Unnamed: 0,Name,Midterm,Final
3,Rex,90.0,75.0


* You notice that Rex's Final grade is incorrect. It should actually be 83.
* With .loc[] update queries, .loc[<row_indexer>, <col_indexer>]
* You can use a particular value, or a condition to index:

In [20]:
# Here, we are updating Rex's Final grade to be 82.
# The row index is 3, the column index is Final
grades_df.loc[3, 'Final'] = 82
grades_df

Unnamed: 0,Name,Midterm,Final
0,Ariel,89.0,92.0
1,Brody,92.0,93.0
2,Debra,76.0,88.0
3,Rex,90.0,82.0
4,Jerry,67.0,
5,Gary,73.0,80.0
6,Gared,,90.0
7,Bayley,100.0,65.0
8,Nathan,68.0,53.0
9,Heidi,74.0,85.0


* Whoops!
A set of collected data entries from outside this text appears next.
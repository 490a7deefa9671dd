#![forbid(unsafe_code)]

//! Tracker configuration.
//!
//! [`TrackerConfig`] gathers every tunable the host layer supplies: grid
//! size, hit factor, input gating, and layout hints. With the `config-file`
//! feature it can be loaded from TOML or JSON:
//!
//! ```toml
//! # patternlock.toml
//! grid_size = 4
//! hit_factor = 0.5
//! aspect_ratio = "width_bias"
//!
//! [insets]
//! top = 16.0
//! right = 16.0
//! bottom = 16.0
//! left = 16.0
//! ```
//!
//! Missing fields take their defaults, which match the stock widget.

#[cfg(feature = "config-file")]
use std::path::Path;

use crate::error::ConfigError;
use crate::geometry::{AspectRatio, DEFAULT_HIT_FACTOR, Insets, check_hit_factor};
use crate::grid::{DEFAULT_GRID_SIZE, Grid, MAX_GRID_SIZE};

/// Configuration consumed by [`PatternTracker`](crate::tracker::PatternTracker).
#[derive(Debug, Clone, PartialEq)]
#[cfg_attr(feature = "serde", derive(serde::Serialize, serde::Deserialize))]
#[cfg_attr(feature = "serde", serde(default))]
pub struct TrackerConfig {
    /// Dots per axis (default: 3).
    pub grid_size: u16,
    /// Fraction of a cell that counts as a hit along each axis (default: 0.6).
    pub hit_factor: f32,
    /// Whether pointer input is accepted (default: true).
    pub input_enabled: bool,
    /// How the measured view is squared up (default: square).
    pub aspect_ratio: AspectRatio,
    /// Padding between view bounds and the dot matrix (default: none).
    pub insets: Insets,
}

impl Default for TrackerConfig {
    fn default() -> Self {
        Self {
            grid_size: DEFAULT_GRID_SIZE,
            hit_factor: DEFAULT_HIT_FACTOR,
            input_enabled: true,
            aspect_ratio: AspectRatio::Square,
            insets: Insets::default(),
        }
    }
}

impl TrackerConfig {
    /// Validate every field.
    ///
    /// Returns a list of problems; empty means valid.
    #[must_use]
    pub fn validate(&self) -> Vec<String> {
        let mut errors = Vec::new();

        if self.grid_size == 0 || self.grid_size > MAX_GRID_SIZE {
            errors.push(format!(
                "grid_size must be in [1, {MAX_GRID_SIZE}], got {}",
                self.grid_size
            ));
        }
        if !(self.hit_factor > 0.0 && self.hit_factor <= 1.0) {
            errors.push(format!(
                "hit_factor must be in (0, 1], got {}",
                self.hit_factor
            ));
        }
        for (side, value) in self.inset_sides() {
            if !(value.is_finite() && value >= 0.0) {
                errors.push(format!("insets.{side} must be a finite value >= 0, got {value}"));
            }
        }

        errors
    }

    /// The configured grid.
    pub fn grid(&self) -> Result<Grid, ConfigError> {
        Grid::new(self.grid_size)
    }

    /// The configured hit factor, checked.
    pub fn checked_hit_factor(&self) -> Result<f32, ConfigError> {
        check_hit_factor(self.hit_factor)
    }

    /// The configured insets, checked to be finite and non-negative.
    pub fn checked_insets(&self) -> Result<Insets, ConfigError> {
        match self
            .inset_sides()
            .into_iter()
            .find(|(_, value)| !(value.is_finite() && *value >= 0.0))
        {
            Some((side, value)) => Err(ConfigError::InvalidInsets { side, value }),
            None => Ok(self.insets),
        }
    }

    fn inset_sides(&self) -> [(&'static str, f32); 4] {
        [
            ("top", self.insets.top),
            ("right", self.insets.right),
            ("bottom", self.insets.bottom),
            ("left", self.insets.left),
        ]
    }
}

#[cfg(feature = "config-file")]
impl TrackerConfig {
    /// Load from a TOML string.
    pub fn from_toml_str(s: &str) -> Result<Self, ConfigFileError> {
        let config: Self = toml::from_str(s)?;
        config.checked()
    }

    /// Load from a TOML file on disk.
    pub fn from_toml_file(path: impl AsRef<Path>) -> Result<Self, ConfigFileError> {
        let content = std::fs::read_to_string(path.as_ref())?;
        Self::from_toml_str(&content)
    }

    /// Load from a JSON string.
    pub fn from_json_str(s: &str) -> Result<Self, ConfigFileError> {
        let config: Self = serde_json::from_str(s)?;
        config.checked()
    }

    /// Load from a JSON file on disk.
    pub fn from_json_file(path: impl AsRef<Path>) -> Result<Self, ConfigFileError> {
        let content = std::fs::read_to_string(path.as_ref())?;
        Self::from_json_str(&content)
    }

    /// Serialize to a TOML string.
    pub fn to_toml_string(&self) -> Result<String, ConfigFileError> {
        Ok(toml::to_string(self)?)
    }

    fn checked(self) -> Result<Self, ConfigFileError> {
        let errors = self.validate();
        if errors.is_empty() {
            Ok(self)
        } else {
            Err(ConfigFileError::Validation(errors))
        }
    }
}

/// Errors from loading a [`TrackerConfig`] file.
#[cfg(feature = "config-file")]
#[derive(Debug, thiserror::Error)]
pub enum ConfigFileError {
    #[error("I/O error: {0}")]
    Io(#[from] std::io::Error),

    #[error("TOML parse error: {0}")]
    Toml(#[from] toml::de::Error),

    #[error("TOML encode error: {0}")]
    TomlEncode(#[from] toml::ser::Error),

    #[error("JSON parse error: {0}")]
    Json(#[from] serde_json::Error),

    #[error("validation errors: {}", .0.join("; "))]
    Validation(Vec<String>),
}

// ---------------------------------------------------------------------------
// Tests
// ---------------------------------------------------------------------------
use patternlock::{ConfigError, ConfigFileError, DecodeError};
use thiserror::Error;

pub type Result<T> = std::result::Result<T, CliError>;

#[derive(Debug, Error)]
pub enum CliError {
    #[error("I/O error: {0}")]
    Io(#[from] std::io::Error),

    #[error("JSON error: {0}")]
    Json(#[from] serde_json::Error),

    #[error("config error: {0}")]
    ConfigFile(#[from] ConfigFileError),

    #[error(transparent)]
    Pattern(#[from] patternlock::Error),

    #[error("invalid argument: {message}")]
    InvalidArgument { message: String },
}

impl CliError {
    /// Process exit status: 1 for I/O failures, 2 for bad input.
    #[must_use]
    pub fn exit_code(&self) -> i32 {
        match self {
            Self::Io(_) | Self::ConfigFile(ConfigFileError::Io(_)) => 1,
            _ => 2,
        }
    }

    #[must_use]
    pub fn invalid(message: impl Into<String>) -> Self {
        Self::InvalidArgument {
            message: message.into(),
        }
    }
}

impl From<ConfigError> for CliError {
    fn from(err: ConfigError) -> Self {
        Self::Pattern(err.into())
    }
}

impl From<DecodeError> for CliError {
    fn from(err: DecodeError) -> Self {
        Self::Pattern(err.into())
    }
}
//! Property-based invariant tests for `PatternTracker`.
//!
//! Arbitrary pointer streams (including NaN, off-grid, and repeated input)
//! must keep the tracker consistent:
//!
//! 1. No panics on any input sequence
//! 2. Pattern never holds a dot twice, and the lookup agrees with it
//! 3. Event grammar: Started precedes Progress; one terminal per gesture
//! 4. Returned events equal listener-observed events, in order
//! 5. Completed patterns match the final Progress snapshot
//! 6. Determinism: same input yields same events

use std::cell::RefCell;
use std::rc::Rc;

use patternlock_core::{
    PatternEvent, PatternEventKind, PatternTracker, Point, PointerEvent, TrackerConfig,
};
use proptest::prelude::*;

// ── Strategies ──────────────────────────────────────────────────────────

fn coord_strategy() -> impl Strategy<Value = f32> {
    prop_oneof![
        8 => -50.0f32..450.0,
        1 => Just(f32::NAN),
        1 => Just(f32::INFINITY),
    ]
}

fn point_strategy() -> impl Strategy<Value = Point> {
    (coord_strategy(), coord_strategy()).prop_map(|(x, y)| Point::new(x, y))
}

fn pointer_strategy() -> impl Strategy<Value = PointerEvent> {
    prop_oneof![
        2 => point_strategy().prop_map(PointerEvent::Down),
        5 => proptest::collection::vec(point_strategy(), 0..8).prop_map(PointerEvent::Move),
        2 => Just(PointerEvent::Up),
        1 => Just(PointerEvent::Cancel),
    ]
}

fn script_strategy() -> impl Strategy<Value = Vec<PointerEvent>> {
    proptest::collection::vec(pointer_strategy(), 0..60)
}

fn tracker(size: u16) -> PatternTracker {
    let config = TrackerConfig {
        grid_size: size,
        ..TrackerConfig::default()
    };
    let mut tracker = PatternTracker::new(&config).unwrap();
    tracker.layout(400.0, 400.0);
    tracker
}

/// Run `script`, returning every emitted event.
fn run(tracker: &mut PatternTracker, script: &[PointerEvent]) -> Vec<PatternEvent> {
    script.iter().flat_map(|e| tracker.process(e)).collect()
}

// ═══════════════════════════════════════════════════════════════════════
// 1–2. Structural consistency
// ═══════════════════════════════════════════════════════════════════════

proptest! {
    #[test]
    fn pattern_stays_unique_and_consistent(
        size in 1u16..=6,
        script in script_strategy(),
    ) {
        let mut t = tracker(size);
        for event in &script {
            t.process(event);
            let pattern = t.pattern();
            let mut ids = pattern.ids();
            ids.sort_unstable();
            ids.dedup();
            prop_assert_eq!(ids.len(), pattern.len());
            prop_assert_eq!(pattern.lookup().count(), pattern.len());
            for dot in pattern.iter() {
                prop_assert!(pattern.lookup().is_visited(dot.row(), dot.column()));
            }
            prop_assert!(pattern.len() <= usize::from(size) * usize::from(size));
        }
    }
}

// ═══════════════════════════════════════════════════════════════════════
// 3. Event grammar
// ═══════════════════════════════════════════════════════════════════════

proptest! {
    #[test]
    fn events_follow_gesture_grammar(
        script in script_strategy(),
    ) {
        let mut t = tracker(3);
        let events = run(&mut t, &script);

        // Between two terminals there is at most one Started, and every
        // Progress follows a Started in the same gesture.
        let mut started = false;
        for event in &events {
            match event.kind() {
                PatternEventKind::Started => {
                    prop_assert!(!started, "second Started without a terminal");
                    started = true;
                }
                PatternEventKind::Progress => {
                    prop_assert!(started, "Progress outside a gesture");
                }
                PatternEventKind::Complete => {
                    prop_assert!(started, "Complete outside a gesture");
                    started = false;
                }
                PatternEventKind::Cleared => {
                    started = false;
                }
            }
        }
        prop_assert_eq!(started, t.is_drawing());
    }

    #[test]
    fn progress_grows_by_one_dot(
        script in script_strategy(),
    ) {
        let mut t = tracker(3);
        let events = run(&mut t, &script);

        let mut last_len = 0usize;
        for event in &events {
            match event {
                PatternEvent::Started | PatternEvent::Cleared => last_len = 0,
                PatternEvent::Progress(p) => {
                    prop_assert_eq!(p.len(), last_len + 1);
                    last_len = p.len();
                }
                PatternEvent::Complete(p) => {
                    prop_assert_eq!(p.len(), last_len);
                    prop_assert!(!p.is_empty());
                }
            }
        }
    }
}

// ═══════════════════════════════════════════════════════════════════════
// 4. Listener parity
// ═══════════════════════════════════════════════════════════════════════

proptest! {
    #[test]
    fn listeners_observe_returned_events(
        script in script_strategy(),
    ) {
        let mut t = tracker(4);
        let seen = Rc::new(RefCell::new(Vec::new()));
        let s = seen.clone();
        t.listeners().add_fn(move |e| s.borrow_mut().push(e.clone()));

        let events = run(&mut t, &script);
        prop_assert_eq!(&*seen.borrow(), &events);
    }
}

// ═══════════════════════════════════════════════════════════════════════
// 5. Completion snapshot
// ═══════════════════════════════════════════════════════════════════════

proptest! {
    #[test]
    fn complete_matches_last_progress(
        script in script_strategy(),
    ) {
        let mut t = tracker(3);
        let events = run(&mut t, &script);

        let mut last_progress = None;
        for event in &events {
            match event {
                PatternEvent::Progress(p) => last_progress = Some(p.clone()),
                PatternEvent::Complete(p) => {
                    prop_assert_eq!(Some(p), last_progress.as_ref());
                }
                _ => {}
            }
        }
    }
}

// ═══════════════════════════════════════════════════════════════════════
// 6. Determinism
// ═══════════════════════════════════════════════════════════════════════

proptest! {
    #[test]
    fn same_script_same_events(
        size in 1u16..=5,
        script in script_strategy(),
    ) {
        let mut a = tracker(size);
        let mut b = tracker(size);
        prop_assert_eq!(run(&mut a, &script), run(&mut b, &script));
        prop_assert_eq!(a.pattern(), b.pattern());
        prop_assert_eq!(a.state(), b.state());
    }
}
We set the grade to 82. Change it using a condition instead:

In [21]:
# In the <row_index> position, we use a query to grab the rows with Name == Rex
grades_df.loc[(grades_df['Name']=='Rex'), 'Final'] = 83

In [22]:
grades_df

Unnamed: 0,Name,Midterm,Final
0,Ariel,89.0,92.0
1,Brody,92.0,93.0
2,Debra,76.0,88.0
3,Rex,90.0,83.0
4,Jerry,67.0,
5,Gary,73.0,80.0
6,Gared,,90.0
7,Bayley,100.0,65.0
8,Nathan,68.0,53.0
9,Heidi,74.0,85.0


* One of the major problems of raw data is missing data.
* We can see that Jerry and Gared have empty exam grades.
* Let's query the Midterm column to get the empty rows.
* .isna() is a method which returns True if a value is empty.

In [23]:
grades_df.loc[(grades_df['Midterm'].isna())]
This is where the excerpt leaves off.